When shopping with multiple lenders, you’ll want those credit calls to happen in a short period of time, say about a week or so, to minimize the impact on your credit score.
7. Do you charge an interest rate freeze?
Once you’ve chosen a lender, you might want to lock in your interest rate at some point. This ensures that it doesn’t go up – although it doesn’t go down either.
The answer you are looking for on a typical home loan (not a construction loan) is: There are no interest charges rate foreclosure.
8. Will I have to pay mortgage insurance?
If you put less than 20%, the answer will probably be “Yes”.
Even though the mortgage insurance is “paid by the lender,” it is likely passed on as a built-in cost with your mortgage payment, which increases your rate and monthly payment. You’ll want to know how much mortgage default insurance will cost and whether it’s an up-front or an ongoing charge, or both.
Then ask the lender what your options are. The answer can be simply, “Make a bigger down payment.
Or you might find that there are other loan programs you may be eligible for that don’t require mortgage insurance.

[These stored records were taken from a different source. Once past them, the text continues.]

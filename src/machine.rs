//! This module defines the [`Machine`]: the fetch-decode-execute engine that
//! drives a [`Tape`] through a [`TransitionTable`] until the end state is
//! reached.

use crate::table::TransitionTable;
use crate::tape::Tape;
use crate::types::{Description, Direction, MachineError, Outcome, Step};

/// A deterministic single-tape Turing machine.
///
/// Owns its tape and transition table outright; nothing else aliases them
/// during a run. Execution is fully synchronous: no I/O happens between the
/// first step and the halt, and the run loop itself carries no step bound.
/// Callers that need bounded execution wrap the engine through
/// [`run_bounded`](Machine::run_bounded) rather than relying on the core
/// loop to give up.
#[derive(Debug)]
pub struct Machine {
    state: usize,
    end_state: usize,
    table: TransitionTable,
    tape: Tape,
    step_count: usize,
}

impl Machine {
    /// Builds a machine from a parsed description: sizes the transition
    /// table, installs every rule (later rules overwrite earlier ones for
    /// the same key), and seeds the tape with the initial symbols.
    ///
    /// The description's declared start state is ignored; execution always
    /// begins in state 0.
    pub fn new(description: &Description) -> Result<Self, MachineError> {
        let mut table = TransitionTable::new(description.states)?;
        for rule in &description.rules {
            table.install(rule)?;
        }

        Ok(Self {
            state: 0,
            end_state: description.end_state,
            table,
            tape: Tape::new(description.initial_tape()),
            step_count: 0,
        })
    }

    /// Executes one step: read the symbol under the head, fetch the rule for
    /// (current state, symbol), write, move, and transition.
    ///
    /// The symbol is read before anything is written, and the write lands on
    /// the cell the head occupied at the start of the step; only then does
    /// the head move. Returns [`Step::Halted`] without touching the tape
    /// when the machine is already in its end state.
    ///
    /// # Errors
    ///
    /// * [`MachineError::InvalidDirection`] if no rule was installed for the
    ///   current (state, symbol) pair. The write of the sentinel's blank has
    ///   already landed by then; the partial tape is abandoned with the run.
    /// * [`MachineError::StateOutOfRange`] if the fetched rule names a next
    ///   state that cannot index the table and is not the end state.
    pub fn step(&mut self) -> Result<Step, MachineError> {
        if self.state == self.end_state {
            return Ok(Step::Halted);
        }

        let symbol = self.tape.read();
        let instruction = *self.table.get(self.state, symbol)?;

        self.tape.write(instruction.write);

        match instruction.direction {
            Some(Direction::Left) => self.tape.move_left(),
            Some(Direction::Right) => self.tape.move_right(),
            None => {
                return Err(MachineError::InvalidDirection {
                    state: self.state,
                    symbol,
                })
            }
        }

        self.state = usize::try_from(instruction.next_state).map_err(|_| {
            MachineError::StateOutOfRange {
                state: instruction.next_state,
                states: self.table.states(),
            }
        })?;
        self.step_count += 1;

        Ok(Step::Continue)
    }

    /// Runs the machine until it reaches its end state.
    ///
    /// There is no step limit and no cycle detection: a description whose
    /// machine never reaches the end state and never hits a missing rule
    /// runs forever. Use [`run_bounded`](Machine::run_bounded) to impose a
    /// budget.
    pub fn run(&mut self) -> Result<(), MachineError> {
        loop {
            match self.step()? {
                Step::Continue => {}
                Step::Halted => return Ok(()),
            }
        }
    }

    /// Runs at most `max_steps` steps, reporting whether the machine halted
    /// within the budget. A driver-side policy wrapper around [`step`](Machine::step);
    /// the core loop itself stays unbounded.
    pub fn run_bounded(&mut self, max_steps: usize) -> Result<Outcome, MachineError> {
        for _ in 0..max_steps {
            if let Step::Halted = self.step()? {
                return Ok(Outcome::Halted);
            }
        }

        // The budget may run out on the exact step that entered the end
        // state; that still counts as a halt.
        if self.is_halted() {
            Ok(Outcome::Halted)
        } else {
            Ok(Outcome::StepLimit)
        }
    }

    /// Returns the current state.
    pub fn state(&self) -> usize {
        self.state
    }

    /// Returns the end state.
    pub fn end_state(&self) -> usize {
        self.end_state
    }

    /// Returns the number of steps executed so far.
    pub fn step_count(&self) -> usize {
        self.step_count
    }

    /// Returns true if the machine is in its end state.
    pub fn is_halted(&self) -> bool {
        self.state == self.end_state
    }

    /// Returns the tape, for snapshots before, during, and after a run.
    pub fn tape(&self) -> &Tape {
        &self.tape
    }
}

#[cfg(test)]
mod tests {
    use super::*;
    use crate::types::{RuleLine, BLANK_SYMBOL};

    fn rule(state: i64, read: char, write: char, direction: Direction, next_state: i64) -> RuleLine {
        RuleLine {
            state,
            read,
            write,
            direction,
            next_state,
        }
    }

    fn description(
        tape: &str,
        states: usize,
        end_state: usize,
        rules: Vec<RuleLine>,
    ) -> Description {
        Description {
            tape: tape.to_string(),
            states,
            start_state: 0,
            end_state,
            rules,
        }
    }

    #[test]
    fn test_start_in_end_state_runs_zero_steps() {
        let desc = description("abc", 1, 0, Vec::new());
        let mut machine = Machine::new(&desc).unwrap();

        machine.run().unwrap();

        assert_eq!(machine.step_count(), 0);
        assert_eq!(machine.tape().snapshot(), vec!['a', 'b', 'c']);
    }

    #[test]
    fn test_single_step_writes_before_moving() {
        let desc = description(
            "1",
            1,
            1,
            vec![rule(0, '1', '0', Direction::Right, 1)],
        );
        let mut machine = Machine::new(&desc).unwrap();

        machine.run().unwrap();

        assert_eq!(machine.tape().snapshot(), vec!['0', BLANK_SYMBOL]);
        assert_eq!(machine.tape().head(), 1);
        assert_eq!(machine.step_count(), 1);
    }

    #[test]
    fn test_binary_increment_table() {
        // Head starts on the leftmost '0'; the very first step rewrites it
        // to '1' and transitions straight to the end state, so every cell
        // ends up '1'.
        let desc = description(
            "011",
            2,
            1,
            vec![
                rule(0, '1', '1', Direction::Right, 0),
                rule(0, '0', '1', Direction::Right, 1),
                rule(0, 'B', '1', Direction::Left, 1),
            ],
        );
        let mut machine = Machine::new(&desc).unwrap();

        machine.run().unwrap();

        assert_eq!(machine.tape().snapshot(), vec!['1', '1', '1']);
        assert_eq!(machine.step_count(), 1);
        assert!(machine.is_halted());
    }

    #[test]
    fn test_missing_rule_is_fatal_on_first_step() {
        let desc = description(
            "X",
            1,
            1,
            vec![rule(0, 'a', 'a', Direction::Right, 0)],
        );
        let mut machine = Machine::new(&desc).unwrap();

        let err = machine.run().unwrap_err();
        assert_eq!(
            err,
            MachineError::InvalidDirection {
                state: 0,
                symbol: 'X',
            }
        );
        assert_eq!(machine.step_count(), 0);
    }

    #[test]
    fn test_declared_start_state_is_not_consulted() {
        // If execution honored the declared start state this machine would
        // halt immediately and leave the tape alone.
        let desc = Description {
            tape: "a".to_string(),
            states: 2,
            start_state: 1,
            end_state: 1,
            rules: vec![rule(0, 'a', 'b', Direction::Right, 1)],
        };
        let mut machine = Machine::new(&desc).unwrap();

        machine.run().unwrap();

        assert_eq!(machine.tape().snapshot(), vec!['b', BLANK_SYMBOL]);
        assert_eq!(machine.step_count(), 1);
    }

    #[test]
    fn test_two_state_busy_beaver() {
        // Two working states plus an end state, empty initial tape. Halts
        // after six steps with four ones written.
        let desc = description(
            "",
            3,
            2,
            vec![
                rule(0, 'B', '1', Direction::Right, 1),
                rule(0, '1', '1', Direction::Left, 1),
                rule(1, 'B', '1', Direction::Left, 0),
                rule(1, '1', '1', Direction::Right, 2),
            ],
        );
        let mut machine = Machine::new(&desc).unwrap();

        machine.run().unwrap();

        assert_eq!(machine.tape().snapshot(), vec!['1', '1', '1', '1']);
        assert_eq!(machine.step_count(), 6);
    }

    #[test]
    fn test_end_state_outside_the_table_still_halts() {
        // The end state holds no rules of its own and sits one past the
        // table; the loop exits before it is ever used as a key.
        let desc = description(
            "",
            1,
            1,
            vec![rule(0, 'B', '1', Direction::Right, 1)],
        );
        let mut machine = Machine::new(&desc).unwrap();

        machine.run().unwrap();

        assert_eq!(machine.tape().snapshot(), vec!['1', BLANK_SYMBOL]);
    }

    #[test]
    fn test_run_bounded_reports_step_limit() {
        // Shuttles right forever; the end state is unreachable.
        let desc = description(
            "",
            1,
            1,
            vec![rule(0, 'B', 'B', Direction::Right, 0)],
        );
        let mut machine = Machine::new(&desc).unwrap();

        let outcome = machine.run_bounded(10).unwrap();

        assert_eq!(outcome, Outcome::StepLimit);
        assert_eq!(machine.step_count(), 10);
        assert!(!machine.is_halted());
    }

    #[test]
    fn test_run_bounded_halt_on_final_budgeted_step() {
        let desc = description(
            "1",
            1,
            1,
            vec![rule(0, '1', '0', Direction::Right, 1)],
        );
        let mut machine = Machine::new(&desc).unwrap();

        assert_eq!(machine.run_bounded(1).unwrap(), Outcome::Halted);
    }

    #[test]
    fn test_negative_next_state_surfaces_on_transition() {
        let desc = description(
            "a",
            1,
            1,
            vec![rule(0, 'a', 'a', Direction::Right, -5)],
        );
        let mut machine = Machine::new(&desc).unwrap();

        let err = machine.run().unwrap_err();
        assert_eq!(err, MachineError::StateOutOfRange { state: -5, states: 1 });
    }

    #[test]
    fn test_rule_state_out_of_range_fails_construction() {
        let desc = description(
            "a",
            1,
            1,
            vec![rule(7, 'a', 'a', Direction::Right, 0)],
        );

        assert_eq!(
            Machine::new(&desc).unwrap_err(),
            MachineError::StateOutOfRange { state: 7, states: 1 }
        );
    }

    #[test]
    fn test_duplicate_rules_keep_the_later_one() {
        let desc = description(
            "a",
            1,
            1,
            vec![
                rule(0, 'a', 'x', Direction::Left, 0),
                rule(0, 'a', 'y', Direction::Right, 1),
            ],
        );
        let mut machine = Machine::new(&desc).unwrap();

        machine.run().unwrap();

        assert_eq!(machine.tape().snapshot(), vec!['y', BLANK_SYMBOL]);
    }
}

9. What will my monthly payment be?
You’ve probably asked this question before. But knowing what you monthly mortgage payment will be kind of a key to the whole deal, right? You’ll also want to ask if there is a prepayment penalty if you prepay the mortgage, such as moving or refinancing. The answer should be “No”.
10. Do you have origination fees?
A original fee provides additional profit to the lender beyond what is built into the interest rate. A good follow-up question: what are all your lender fees? Be sure to specify “lender fees”. They will know what you mean because there are additional costs as well, which you will then ask.

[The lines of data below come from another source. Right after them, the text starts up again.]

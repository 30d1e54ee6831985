//! This module defines the [`Tape`]: an unbounded bidirectional strip of symbols
//! with a movable read/write head and on-demand growth at either end.

use crate::types::BLANK_SYMBOL;
use std::collections::VecDeque;
use std::fmt;

/// A Turing machine tape.
///
/// Conceptually infinite in both directions, but only the visited span is
/// materialized: moving past either physical end inserts one blank cell,
/// which becomes the new end and the head's new position. Backed by a
/// double-ended buffer with an integer head index, so extension on either
/// side is amortized O(1).
///
/// Invariant: the tape is never empty. Construction from an empty symbol
/// sequence seeds a single blank cell, so [`read`](Tape::read) always has
/// a value.
#[derive(Debug, Clone, PartialEq, Eq)]
pub struct Tape {
    cells: VecDeque<char>,
    head: usize,
}

impl Tape {
    /// Creates a tape from an initial symbol sequence, head on the leftmost cell.
    pub fn new<I>(symbols: I) -> Self
    where
        I: IntoIterator<Item = char>,
    {
        let mut cells: VecDeque<char> = symbols.into_iter().collect();
        if cells.is_empty() {
            cells.push_back(BLANK_SYMBOL);
        }

        Self { cells, head: 0 }
    }

    /// Returns the symbol under the head.
    pub fn read(&self) -> char {
        self.cells[self.head]
    }

    /// Overwrites the symbol under the head.
    pub fn write(&mut self, symbol: char) {
        self.cells[self.head] = symbol;
    }

    /// Moves the head one cell to the left, materializing a blank cell when
    /// the head is already on the leftmost one. Never fails.
    pub fn move_left(&mut self) {
        if self.head == 0 {
            // The new front cell is at index 0, exactly where the head must land.
            self.cells.push_front(BLANK_SYMBOL);
        } else {
            self.head -= 1;
        }
    }

    /// Moves the head one cell to the right, materializing a blank cell when
    /// the head is already on the rightmost one. Never fails.
    pub fn move_right(&mut self) {
        self.head += 1;
        if self.head == self.cells.len() {
            self.cells.push_back(BLANK_SYMBOL);
        }
    }

    /// Returns the full tape contents from leftmost to rightmost cell.
    /// Does not move the head.
    pub fn snapshot(&self) -> Vec<char> {
        self.cells.iter().copied().collect()
    }

    /// Returns the head position as an index into [`snapshot`](Tape::snapshot).
    pub fn head(&self) -> usize {
        self.head
    }

    /// Returns the number of materialized cells.
    pub fn len(&self) -> usize {
        self.cells.len()
    }

    /// Always false once constructed; the tape holds at least one cell.
    pub fn is_empty(&self) -> bool {
        self.cells.is_empty()
    }
}

impl fmt::Display for Tape {
    fn fmt(&self, f: &mut fmt::Formatter<'_>) -> fmt::Result {
        for cell in &self.cells {
            write!(f, "{}", cell)?;
        }
        Ok(())
    }
}

#[cfg(test)]
mod tests {
    use super::*;

    #[test]
    fn test_empty_sequence_seeds_one_blank() {
        let tape = Tape::new(std::iter::empty());

        assert_eq!(tape.snapshot(), vec![BLANK_SYMBOL]);
        assert_eq!(tape.head(), 0);
        assert_eq!(tape.read(), BLANK_SYMBOL);
    }

    #[test]
    fn test_read_write_at_head() {
        let mut tape = Tape::new("011".chars());

        assert_eq!(tape.read(), '0');
        tape.write('1');
        assert_eq!(tape.read(), '1');
        assert_eq!(tape.snapshot(), vec!['1', '1', '1']);
    }

    #[test]
    fn test_write_read_is_idempotent() {
        let mut tape = Tape::new("abc".chars());
        let before = tape.snapshot();

        tape.write(tape.read());

        assert_eq!(tape.snapshot(), before);
    }

    #[test]
    fn test_left_extension_symmetry() {
        let mut tape = Tape::new("01".chars());
        let initial_len = tape.len();

        let n = 4;
        for _ in 0..n {
            tape.move_left();
        }

        let snapshot = tape.snapshot();
        assert_eq!(snapshot.len(), initial_len + n);
        assert!(snapshot[..n].iter().all(|&c| c == BLANK_SYMBOL));
        assert_eq!(&snapshot[n..], ['0', '1']);
        assert_eq!(tape.head(), 0);
    }

    #[test]
    fn test_right_extension_symmetry() {
        let mut tape = Tape::new("01".chars());
        let initial_len = tape.len();

        // Walk to the rightmost existing cell first, then extend.
        tape.move_right();
        assert_eq!(tape.len(), initial_len);

        let n = 4;
        for _ in 0..n {
            tape.move_right();
        }

        let snapshot = tape.snapshot();
        assert_eq!(snapshot.len(), initial_len + n);
        assert_eq!(&snapshot[..2], ['0', '1']);
        assert!(snapshot[2..].iter().all(|&c| c == BLANK_SYMBOL));
        assert_eq!(tape.head(), snapshot.len() - 1);
    }

    #[test]
    fn test_write_lands_before_move() {
        let mut tape = Tape::new("1".chars());

        tape.write('0');
        tape.move_right();

        assert_eq!(tape.snapshot(), vec!['0', BLANK_SYMBOL]);
        assert_eq!(tape.head(), 1);
        assert_eq!(tape.read(), BLANK_SYMBOL);
    }

    #[test]
    fn test_interior_moves_do_not_extend() {
        let mut tape = Tape::new("abc".chars());

        tape.move_right();
        tape.move_right();
        tape.move_left();
        tape.move_left();

        assert_eq!(tape.len(), 3);
        assert_eq!(tape.head(), 0);
    }

    #[test]
    fn test_display_matches_snapshot() {
        let mut tape = Tape::new("01".chars());
        tape.move_left();

        assert_eq!(tape.to_string(), "B01");
        assert_eq!(tape.to_string().chars().collect::<Vec<_>>(), tape.snapshot());
    }
}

11. What other fees will I pay at closing?
Fees charged by third parties, such as for an appraisal, title search, property taxes and others closing costs, are paid when the loan is signed. These costs will be detailed in your official loan estimate document and your closing statement almost in time for signing. But the sooner you know what they are, the better you’ll be able to buy, compare, and prepare for them.
12. How and how often will I be informed of the progress of the loan?
Will you have a single point of contact throughout the mortgage loan process? And how will you be informed of the progress: by e-mail, by phone or via an online portal? Establishing your service expectations in advance and seeing how eager the lender is to meet them will give a clear point of comparison between lenders.
13. Do I have to sign all documents in person?
Due to social distancing requirements brought on by the coronavirus pandemic, electronic signing of closing documents is becoming increasingly popular – and necessary.
A mortgage e-closure is likely to go faster than a traditional mortgage closing, and you’ll likely be better informed about what’s going on every step of the way.
Another advantage of electronic closures: electronic documents cannot be submitted with a missing signature. On a paper document, a missing signature may not be detected immediately, causing headaches and delays.
14. How long before my loan closes?
Of course, you want to know what your target closing and move-in dates are so you can prepare. And just as important: ask what you should avoid doing in the meantime – like buying new furniture on credit and other anti-lending behavior.